Eugen Richter (30 July 183810 March 1906) was a German politician and journalist in Imperial Germany. He was one of the leading advocates of liberalism in the Prussian Landtag and the German Reichstag.

Career
Son of a combat medic, Richter attended the Gymnasium in his home town of Düsseldorf. In 1856 he began to study Law and Economics, first at the University of Bonn, and later at the Berlin and Heidelberg. He obtained a law degree in 1859. Richter became a strong advocate of free trade, a market economy, and a Rechtsstaat; views he held for all his life. In 1859 he became a civil servant in the judiciary. He achieved some renown for his essay Über die Freiheit des Schankgewerbes (On the liberty of the tavern trade). His liberal views caused some trouble with the Prussian bureaucracy. In 1864 he was elected the mayor of Neuwied, but the president of the provincial government refused to confirm his election result. Richter left the civil service, and became the parliamentary correspondent of the Elberfelder Zeitung in Berlin. In 1867 he entered the Reichstag, and after 1869 also became a member of the Prussian Lower House.

He became the leader of the German Progress Party (Deutsche Fortschrittspartei), after 1884 the German Freeminded Party (Deutsche Freisinnige Partei), after 1893 the Freeminded People's Party (Freisinnige Volkspartei), and was one of the leading critics of the policies of Otto von Bismarck. Richter opposed the Anti-Socialist Laws of 1878 that banned the Social Democratic Party. He said: "I fear Social-Democracy more under this law than without it". In response to rumours that Bismarck was planning to introduce a tobacco monopoly, Richter unsuccessfully sought to persuade the Reichstag to pass a resolution that condemned such a monopoly as "economically, financially, and politically unjustifiable". When Bismarck proposed a system of social insurance that was to be paid for by the state, Richter denounced it as "not Socialistic, but Communistic". From 1885 to 1904 he was the chief editor of the liberal newspaper Freisinnige Zeitung.

Political positions

Opposition to socialism
His novel "Pictures of the Socialistic Future" (1891) is a dystopian novel which predicts what would happen to Germany if the socialism espoused by the trade unionists, social democrats, and Marxists was put into practice.
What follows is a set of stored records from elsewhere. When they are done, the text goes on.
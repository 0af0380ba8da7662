//! CLI type definitions
//!
//! This module contains clap command structures that define the CLI interface.

use clap::{Parser, Subcommand};
use std::path::PathBuf;

use super::commands::config::ConfigCommands;
use super::commands::extract::ExtractArgs;
use super::commands::init::InitArgs;
use super::commands::play::PlayArgs;

#[derive(Parser, Debug)]
#[command(name = "spellbreaker")]
#[command(about = "Adaptive question strategies for recovering a secret word from a text oracle", long_about = None)]
#[command(version)]
pub struct Cli {
    #[command(subcommand)]
    pub command: Commands,

    /// Output in JSON format
    #[arg(short, long, global = true)]
    pub json: bool,

    /// Load configuration from this YAML file instead of .spellbreaker/
    #[arg(short, long, global = true, env = "SPELLBREAKER_CONFIG")]
    pub config: Option<PathBuf>,
}

#[derive(Subcommand, Debug)]
pub enum Commands {
    /// Create .spellbreaker/ with a default configuration
    Init(InitArgs),

    /// Play levels interactively, relaying questions through the console
    Play(PlayArgs),

    /// Extract candidate words from a single oracle reply
    Extract(ExtractArgs),

    /// List probing strategies in priority order
    Strategies,

    /// Configuration commands
    #[command(subcommand)]
    Config(ConfigCommands),
}
/// What happened on one attempt.
#[derive(Debug, Clone, PartialEq, Eq, Serialize)]
#[serde(tag = "outcome", rename_all = "snake_case")]
pub enum AttemptOutcome {
    /// The channel failed to deliver a reply.
    OracleError { error: String },
    /// The reply was blank.
    EmptyReply,
    /// The reply was a refusal.
    Deflected { phrase: String },
    /// Nothing could be extracted from the reply.
    NoCandidates,
    /// Every submitted candidate was rejected.
    Rejected { candidates: Vec<String> },
    /// A candidate advanced the level.
    Solved { password: String },
    /// The channel closed while submitting.
    ChannelClosed,
}

/// One question asked during a level.
#[derive(Debug, Clone, Serialize)]
pub struct AttemptRecord {
    pub attempt: u32,
    pub category: StrategyCategory,
    pub question: String,
    pub fallback: bool,
    #[serde(skip_serializing_if = "Option::is_none")]
    pub reply: Option<String>,
    #[serde(flatten)]
    pub outcome: AttemptOutcome,
}

/// Result of one level.
#[derive(Debug, Clone, Serialize)]
pub struct LevelReport {
    pub level: Level,
    #[serde(skip_serializing_if = "Option::is_none")]
    pub password: Option<String>,
    #[serde(skip_serializing_if = "Option::is_none")]
    pub winning_category: Option<StrategyCategory>,
    pub attempts: Vec<AttemptRecord>,
    /// Set when the channel closed before the budget was spent.
    pub channel_closed: bool,
}

impl LevelReport {
    fn new(level: Level) -> Self {
        Self {
            level,
            password: None,
            winning_category: None,
            attempts: Vec::new(),
            channel_closed: false,
        }
    }

    pub const fn is_solved(&self) -> bool {
        self.password.is_some()
    }
}

/// Result of a whole session.
#[derive(Debug, Clone, Serialize)]
pub struct SessionReport {
    pub session_id: Uuid,
    pub levels: Vec<LevelReport>,
}

impl SessionReport {
    pub fn levels_completed(&self) -> usize {
        self.levels.iter().filter(|l| l.is_solved()).count()
    }

    pub fn total_attempts(&self) -> usize {
        self.levels.iter().map(|l| l.attempts.len()).sum()
    }
}

/// Orchestrates the selector, extraction engine and oracle channel.
pub struct LevelRunner {
    channel: Arc<dyn OracleChannel>,
    selector: StrategySelector,
    engine: ExtractionEngine,
    deflection: DeflectionDetector,
    memory: Option<Arc<dyn SuccessMemory>>,
    settings: RunnerSettings,
}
He aims to show that government ownership of the means of production and central planning of the economy would lead to shortages, not abundance as the socialists claimed. Written in the form of a diary by a supporter of the socialist revolution who comes to see the horrors he has wrought, the narrator begins by applauding expropriation, the use of force to prevent emigration, and the reassignment of people to new tasks, all the while assuring doubters that paradise is just around the corner. At one point he asks rhetorically: "What is freedom of the press if the government owns all the presses? What is freedom of religion if the government owns all the houses of worship?" highlighting the abuse of power possible when these are owned by the state. 
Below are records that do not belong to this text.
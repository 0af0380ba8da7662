//! Candidate secret words.

use serde::{Deserialize, Serialize};
use std::fmt;
use std::ops::Deref;

/// Shortest accepted candidate.
pub const MIN_CANDIDATE_LEN: usize = 3;

/// Longest accepted candidate.
pub const MAX_CANDIDATE_LEN: usize = 20;

/// An uppercase ASCII word of 3-20 letters produced by extraction.
#[derive(Debug, Clone, PartialEq, Eq, Hash, Serialize, Deserialize)]
#[serde(transparent)]
pub struct Candidate(String);

impl Candidate {
    /// Normalize to uppercase and validate the shape. Anything that is not
    /// 3-20 ASCII letters yields `None`.
    pub fn new(word: impl AsRef<str>) -> Option<Self> {
        let word = word.as_ref().trim();
        let valid = (MIN_CANDIDATE_LEN..=MAX_CANDIDATE_LEN).contains(&word.len())
            && word.chars().all(|c| c.is_ascii_alphabetic());
        valid.then(|| Self(word.to_ascii_uppercase()))
    }

    pub fn as_str(&self) -> &str {
        &self.0
    }

    pub fn into_inner(self) -> String {
        self.0
    }
}

impl Deref for Candidate {
    type Target = str;

    fn deref(&self) -> &str {
        &self.0
    }
}

impl fmt::Display for Candidate {
    fn fmt(&self, f: &mut fmt::Formatter<'_>) -> fmt::Result {
        f.write_str(&self.0)
    }
}

impl PartialEq<&str> for Candidate {
    fn eq(&self, other: &&str) -> bool {
        self.0 == *other
    }
}

impl PartialEq<str> for Candidate {
    fn eq(&self, other: &str) -> bool {
        self.0 == other
    }
}

/// Build candidates from raw words, dropping invalid shapes and repeats while
/// keeping the first occurrence's rank.
pub fn ranked_candidates<I, S>(words: I) -> Vec<Candidate>
where
    I: IntoIterator<Item = S>,
    S: AsRef<str>,
{
    let mut ranked: Vec<Candidate> = Vec::new();
    for candidate in words.into_iter().filter_map(Candidate::new) {
        if !ranked.contains(&candidate) {
            ranked.push(candidate);
        }
    }
    ranked
}

#[cfg(test)]
mod tests {
    use super::*;

    #[test]
    fn test_candidate_normalizes_case() {
        let candidate = Candidate::new("Thunder").expect("valid word");
        assert_eq!(candidate, "THUNDER");
        assert_eq!(candidate.len(), 7);
    }

    #[test]
    fn test_candidate_rejects_bad_shapes() {
        assert!(Candidate::new("AB").is_none());
        assert!(Candidate::new("ABCDEFGHIJKLMNOPQRSTU").is_none());
        assert!(Candidate::new("p4ssw0rd").is_none());
        assert!(Candidate::new("two words").is_none());
        assert!(Candidate::new("ABCDEFGHIJKLMNOPQRST").is_some());
    }

    #[test]
    fn test_ranked_candidates_dedupes_in_order() {
        let ranked = ranked_candidates(["secret", "X", "CARPET", "Secret"]);
        assert_eq!(ranked, vec!["SECRET", "CARPET"]);
    }
}
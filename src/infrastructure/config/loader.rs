use anyhow::{Context, Result};
use figment::providers::{Env, Format, Serialized, Yaml};
use figment::Figment;
use thiserror::Error;

use crate::domain::models::config::Config;

/// Project configuration directory, created by `spellbreaker init`.
pub const CONFIG_DIR: &str = ".spellbreaker";

/// Environment variable prefix for overrides (`__` separates sections).
pub const ENV_PREFIX: &str = "SPELLBREAKER_";

/// Configuration error types
#[derive(Error, Debug)]
pub enum ConfigError {
    #[error("Invalid failure_threshold: {0}. Must be at least 1")]
    InvalidFailureThreshold(u32),

    #[error("Invalid high_difficulty_level: {0}. Must be at least 1")]
    InvalidHighDifficultyLevel(u32),

    #[error("Invalid max_attempts_per_level: {0}. Must be at least 1")]
    InvalidMaxAttempts(u32),

    #[error("Invalid max_levels: {0}. Must be at least 1")]
    InvalidMaxLevels(u32),

    #[error("Invalid candidates_per_turn: {0}. Must be at least 1")]
    InvalidCandidatesPerTurn(usize),

    #[error("Fallback question cannot be empty")]
    EmptyFallbackQuestion,

    #[error("Completion base_url cannot be empty")]
    EmptyBaseUrl,

    #[error("Completion model cannot be empty")]
    EmptyModel,

    #[error("Invalid completion timeout: {0}. Must be positive")]
    InvalidTimeout(u64),

    #[error("Invalid common_threshold: {0}. Cannot be negative")]
    InvalidCommonThreshold(f64),

    #[error("Invalid log level: {0}. Must be one of: trace, debug, info, warn, error")]
    InvalidLogLevel(String),

    #[error("Invalid log format: {0}. Must be one of: json, pretty")]
    InvalidLogFormat(String),

    #[error("Invalid log rotation: {0}. Must be one of: daily, hourly, never")]
    InvalidRotation(String),

    #[error("Memory path cannot be empty when memory is enabled")]
    EmptyMemoryPath,
}

/// Configuration loader with hierarchical merging
pub struct ConfigLoader;

impl ConfigLoader {
    /// Load configuration with hierarchical merging
    ///
    /// Precedence (lowest to highest):
    /// 1. Programmatic defaults (Serialized)
    /// 2. .spellbreaker/config.yaml (project config, created by init)
    /// 3. .spellbreaker/local.yaml (project local overrides, optional)
    /// 4. Environment variables (SPELLBREAKER_* prefix, highest priority)
    pub fn load() -> Result<Config> {
        let config: Config = Self::figment()
            .extract()
            .context("Failed to extract configuration from figment")?;

        Self::validate(&config)?;
        Ok(config)
    }

    fn figment() -> Figment {
        Figment::new()
            .merge(Serialized::defaults(Config::default()))
            .merge(Yaml::file(format!("{CONFIG_DIR}/config.yaml")))
            .merge(Yaml::file(format!("{CONFIG_DIR}/local.yaml")))
            .merge(Env::prefixed(ENV_PREFIX).split("__"))
    }

    /// Load configuration from a specific file
    pub fn load_from_file(path: impl AsRef<std::path::Path>) -> Result<Config> {
        let path = path.as_ref();
        if !path.exists() {
            anyhow::bail!("Config file not found: {}", path.display());
        }

        let config: Config = Figment::new()
            .merge(Serialized::defaults(Config::default()))
            .merge(Yaml::file(path))
            .extract()
            .with_context(|| format!("Failed to load config from {}", path.display()))?;

        Self::validate(&config)?;
        Ok(config)
    }

    /// Validate configuration after loading
    pub fn validate(config: &Config) -> Result<(), ConfigError> {
        let engine = &config.engine;
        if engine.failure_threshold == 0 {
            return Err(ConfigError::InvalidFailureThreshold(engine.failure_threshold));
        }
        if engine.high_difficulty_level == 0 {
            return Err(ConfigError::InvalidHighDifficultyLevel(
                engine.high_difficulty_level,
            ));
        }
        if engine.max_attempts_per_level == 0 {
            return Err(ConfigError::InvalidMaxAttempts(engine.max_attempts_per_level));
        }
        if engine.max_levels == 0 {
            return Err(ConfigError::InvalidMaxLevels(engine.max_levels));
        }
        if engine.candidates_per_turn == 0 {
            return Err(ConfigError::InvalidCandidatesPerTurn(
                engine.candidates_per_turn,
            ));
        }
        if engine.fallback_question.trim().is_empty() {
            return Err(ConfigError::EmptyFallbackQuestion);
        }

        let completion = &config.completion;
        if completion.base_url.trim().is_empty() {
            return Err(ConfigError::EmptyBaseUrl);
        }
        if completion.model.trim().is_empty() {
            return Err(ConfigError::EmptyModel);
        }
        if completion.timeout_secs == 0 {
            return Err(ConfigError::InvalidTimeout(completion.timeout_secs));
        }

        if config.lexicon.common_threshold < 0.0 {
            return Err(ConfigError::InvalidCommonThreshold(
                config.lexicon.common_threshold,
            ));
        }

        if config.memory.enabled && config.memory.path.trim().is_empty() {
            return Err(ConfigError::EmptyMemoryPath);
        }

        let valid_log_levels = ["trace", "debug", "info", "warn", "error"];
        if !valid_log_levels.contains(&config.logging.level.as_str()) {
            return Err(ConfigError::InvalidLogLevel(config.logging.level.clone()));
        }

        let valid_log_formats = ["json", "pretty"];
        if !valid_log_formats.contains(&config.logging.format.as_str()) {
            return Err(ConfigError::InvalidLogFormat(config.logging.format.clone()));
        }

        let valid_rotations = ["daily", "hourly", "never"];
        if !valid_rotations.contains(&config.logging.rotation.as_str()) {
            return Err(ConfigError::InvalidRotation(config.logging.rotation.clone()));
        }

        Ok(())
    }
}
It has been described as prescient of what would actually occur in East Germany by Bryan Caplan, an economist, who highlights Richter having predicted several policies which he describes that the East German government really used, such as outlawing emigration and shooting those attempting this, as occurred with the Berlin Wall in reality. He also argues that Richter held, unlike some thinkers critical of socialism, such repression is inherent with its actual practice, rather than a defect. He ascribes this to Richter's personal acquaintance with the original leaders of the German socialist movement, and notes that Richter queried them about the very issues he elucidates in the novel.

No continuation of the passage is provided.